An camp that offers the extraordinary opportunity to track black rhino on foot
This is a fantastic venture between Wilderness Safaris and the Save the Rhino Trust
A one in a lifetime opportunity and not something to be missed on a trip to Namibia
There are 8 large Meru-style tents, each raised off the ground on a wooden deck with partially open sides to reveal the views. The decking extends to a veranda at the front, with directors chairs to relax on and take in the scenery. The tent interiors are spacious and classically designed, with large beds, luggage racks, a writing deck and tea and coffee station. The adjoining bathroom contains ‘his and hers’ basins, a shower and flush loo.
The tents and main areas are linked by sandy and rocky pathways on the ground. The main part of the camp laid out in a v-shape, with a lounge to one side and a dining room to the other. There’s also a small bar area. This whole area is completely open to provide views of the water hole in front of camp. This is floodlit at night so that guests can witness the wildlife coming to drink. Of course no safari camp would be complete without a seating area around a campfire, this is outside facing the water hole and is a great spot for drinks as the sun disappears behind the mountains before you. Just around the corner from here there is also a small plunge pool and some sunloungers – a welcome respite on hotter days.
Desert Rhino Camp is set in the 450,000 hectare Palmwag Concession in the heart of Damaraland. The camp lies amongst rolling hills, with beautiful views out towards the Etendeka Mountains. The landscape of the Palmwag Concession consists of rolling, rocky hills, flat-topped mountains with scattered euphorbia; stark plains with ancient welwitschia plants and flowing grasses in years of good rainfall; broad valleys centred around the Union River and isolated springs along river lines marked by clumps of vegetation.
Desert Rhino is a particularly specialised camp. It is a joint venture between Wilderness Safaris and the Save the Rhino Trust. The Save the Rhino Trust is an NGO that has made an incalcuble contribution to the preservation of the rare, desert adapted black rhino that you find in the area. Whilst there is other wildlife to search for on game drives, activities focus mainly on rhino tracking and it’s the opportunity to do this on foot in a manner that is rarely possible that is such a huge draw for guests.
The camp operates on a Fully Inclusive Board Basis - includes accommodation, all meals, twice daily scheduled camp activities, park fees, all local drinks and laundry. Excluded from the rate are premium imported brands and champagne, gratuities, curio purchases and any items of a personal nature.
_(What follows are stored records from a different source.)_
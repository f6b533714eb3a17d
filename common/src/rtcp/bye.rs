//! Goodbye (PT=203, RFC 3550 §6.6).

use super::header::{get_u32, put_u32, Header, MAX_COUNT, PT_BYE};
use crate::error::{ensure_len, Result};
use std::fmt;

#[derive(Debug, Clone, Default, PartialEq, Eq)]
pub struct Goodbye {
    // ---
    pub sources: Vec<u32>,

    /// Optional reason for leaving, at most 255 bytes on the wire
    pub reason: Option<String>,
}

impl Goodbye {
    // ---
    pub fn parse(buf: &[u8]) -> Result<Self> {
        // ---
        let header = Header::parse(buf)?;
        header.expect(PT_BYE, None)?;
        let body = header.body(buf)?;

        let count = header.count as usize;
        ensure_len(body, count * 4)?;
        let sources = (0..count).map(|i| get_u32(body, i * 4)).collect();

        let rest = &body[count * 4..];
        let reason = match rest.first() {
            Some(&len) if len > 0 => {
                ensure_len(rest, 1 + len as usize)?;
                Some(String::from_utf8_lossy(&rest[1..1 + len as usize]).into_owned())
            }
            _ => None,
        };

        Ok(Self { sources, reason })
    }

    fn reason_bytes(&self) -> &[u8] {
        // ---
        let bytes = self.reason.as_deref().unwrap_or("").as_bytes();
        &bytes[..bytes.len().min(u8::MAX as usize)]
    }

    pub fn header(&self) -> Header {
        // ---
        let sources = self.sources.len().min(MAX_COUNT);
        let reason = self.reason_bytes().len();
        let reason_words = if reason == 0 { 0 } else { (1 + reason + 3) & !3 };
        Header::new(sources as u8, PT_BYE, sources * 4 + reason_words)
    }

    pub fn to_bytes(&self) -> Vec<u8> {
        // ---
        let header = self.header();
        let mut buf = Vec::with_capacity(header.full_packet_size());
        buf.extend_from_slice(&header.to_bytes());
        for ssrc in self.sources.iter().take(MAX_COUNT) {
            put_u32(&mut buf, *ssrc);
        }

        let reason = self.reason_bytes();
        if !reason.is_empty() {
            buf.push(reason.len() as u8);
            buf.extend_from_slice(reason);
            while buf.len() % 4 != 0 {
                buf.push(0);
            }
        }
        buf
    }
}

impl fmt::Display for Goodbye {
    fn fmt(&self, f: &mut fmt::Formatter<'_>) -> fmt::Result {
        write!(f, "BYE sources={:x?}", self.sources)?;
        if let Some(reason) = &self.reason {
            write!(f, " reason={reason:?}")?;
        }
        Ok(())
    }
}
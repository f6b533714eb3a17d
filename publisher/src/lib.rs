//! SFU publisher library.
//!
//! Ingests RTP/RTCP from a publishing peer, restores packet order, repairs
//! losses with NACK and PLI feedback, estimates the sustainable video
//! bitrate and forwards the sorted stream to the relay.

pub mod jitter_buffer;
pub mod nack;
pub mod network;
pub mod pipeline;
pub mod receiver_report;

pub use jitter_buffer::{
    JitterBuffer, JitterBufferConfig, JitterEvent, JitterOutput, RtxParams, State, StreamKind,
};
pub use network::PublisherSocket;
pub use pipeline::{PipelineOutputs, PipelineReceivers, PublisherPipeline};
pub use receiver_report::ReceiverReporter;

use anyhow::Result;
use sfu_common::rtcp::{compound_bytes, RtcpPacket};
use std::net::SocketAddr;
use tokio::sync::watch;
use tracing::{debug, info};

/// RTCP packets sent back to the peer in one compound datagram at most.
const MAX_RTCP_BATCH: usize = 16;

/// Runs the publisher I/O loop until shutdown.
///
/// Datagrams read from `socket` feed the pipeline; sorted RTP goes to
/// `relay` and RTCP feedback to `peer`, several queued RTCP packets
/// being sent as one compound datagram.
///
/// # Arguments
///
/// * `socket` - Session socket shared with the peer
/// * `pipeline` - Running publisher pipeline
/// * `receivers` - Receiving ends of the pipeline outputs
/// * `peer` - Publishing peer (RTCP feedback destination)
/// * `relay` - Destination of the sorted stream
/// * `shutdown` - Session cancellation signal
///
/// # Errors
///
/// Returns error if network reception fails.
pub async fn publish_loop(
    socket: PublisherSocket,
    pipeline: PublisherPipeline,
    mut receivers: PipelineReceivers,
    peer: SocketAddr,
    relay: SocketAddr,
    mut shutdown: watch::Receiver<bool>,
) -> Result<()> {
    // ---
    let mut buf = vec![0u8; network::MAX_DATAGRAM];
    info!("Publishing from {} to relay {}", peer, relay);

    let result = loop {
        tokio::select! {
            _ = shutdown.changed() => break Ok(()),
            received = socket.recv(&mut buf) => match received {
                Ok((data, from)) => {
                    if from != peer {
                        debug!("Datagram from unexpected source {}", from);
                    }
                    pipeline.on_datagram(data, pipeline::now());
                }
                Err(e) => break Err(e),
            },
            Some(p) = receivers.rtp.recv() => socket.send_to(p.data(), relay).await,
            Some(first) = receivers.rtcp.recv() => {
                let batch = drain_rtcp(first, &mut receivers.rtcp);
                socket.send_to(&compound_bytes(&batch), peer).await;
            }
            Some(event) = receivers.events.recv() => info!("Jitter buffer event: {:?}", event),
        }
    };

    pipeline.join().await;
    info!("Publisher loop stopped");
    result
}

fn drain_rtcp(
    first: RtcpPacket,
    rx: &mut tokio::sync::mpsc::Receiver<RtcpPacket>,
) -> Vec<RtcpPacket> {
    // ---
    let mut batch = vec![first];
    while batch.len() < MAX_RTCP_BATCH {
        match rx.try_recv() {
            Ok(p) => batch.push(p),
            Err(_) => break,
        }
    }
    batch
}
Desert Rhino Camp is not accessible on a self-drive basis. For any self-drive itinerary, vehicles would need to be parked at Twee Palms (signposted as 'Desert Rhino Camp Pick-Up Point'. A Desert Rhino Camp staff member would then meet guests there at 2.30pm in winter (1 April to 31 August) to 3.30pm in summer (1 September to 31 March). Guests would then be driven the 2.5hr drive through the Palmway Concession to Desert Rhino Camp.
Alternatively the camp can be reached by air. Guests would then be met at the airstrip and driven the 45 minute transfer to the camp.
Children over the age of 6 are welcome at Desert Rhino Camp. For families travelling with children between 6 and 12 years, private activities need to be booked and paid for. The minimum age for rhino tracking is 16 years. For any other walking activities it is 13 years. There are no babysitting/child minding facilities in camp and as such a parent or guardian would be required to stay behind with any children when the rest of the party takes part in Rhino tracking or walking activities. Any children under the age of 16 must share a tent with an adult.